■ **WORK REQUIRED**
If a line in the entries includes "parse", show that line.

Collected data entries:
★ ★ ★ ★
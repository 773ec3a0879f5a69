//! Normalizes the raw amount token captured by the classifier.

use std::fmt;

/// The raw amount token could not be turned into a number.
#[derive(Debug, Clone, PartialEq, Eq)]
pub struct AmountError {
    raw: String,
}

impl fmt::Display for AmountError {
    fn fmt(&self, f: &mut fmt::Formatter<'_>) -> fmt::Result {
        write!(f, "invalid amount '{}'", self.raw)
    }
}

impl std::error::Error for AmountError {}

/// Strip `.` and `,` from the token and parse what remains as a number.
///
/// Both characters are treated purely as grouping noise, so `"25.000"`
/// becomes `25000` and `"25,000.00"` becomes `2500000`. That inflates
/// decimal amounts like `"25,50"`; group members write whole Rupiah
/// amounts, where separators only ever group thousands.
pub fn normalize_amount(raw: &str) -> Result<f64, AmountError> {
    let stripped: String = raw.chars().filter(|c| *c != '.' && *c != ',').collect();

    if stripped.is_empty() || !stripped.chars().all(|c| c.is_ascii_digit()) {
        return Err(AmountError { raw: raw.to_string() });
    }

    stripped
        .parse::<f64>()
        .map_err(|_| AmountError { raw: raw.to_string() })
}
★ ★ ★ ★
■ **RESPONSE AREA**
/// Strip `.` and `,` from the token and parse what remains as a number.
        .parse::<f64>()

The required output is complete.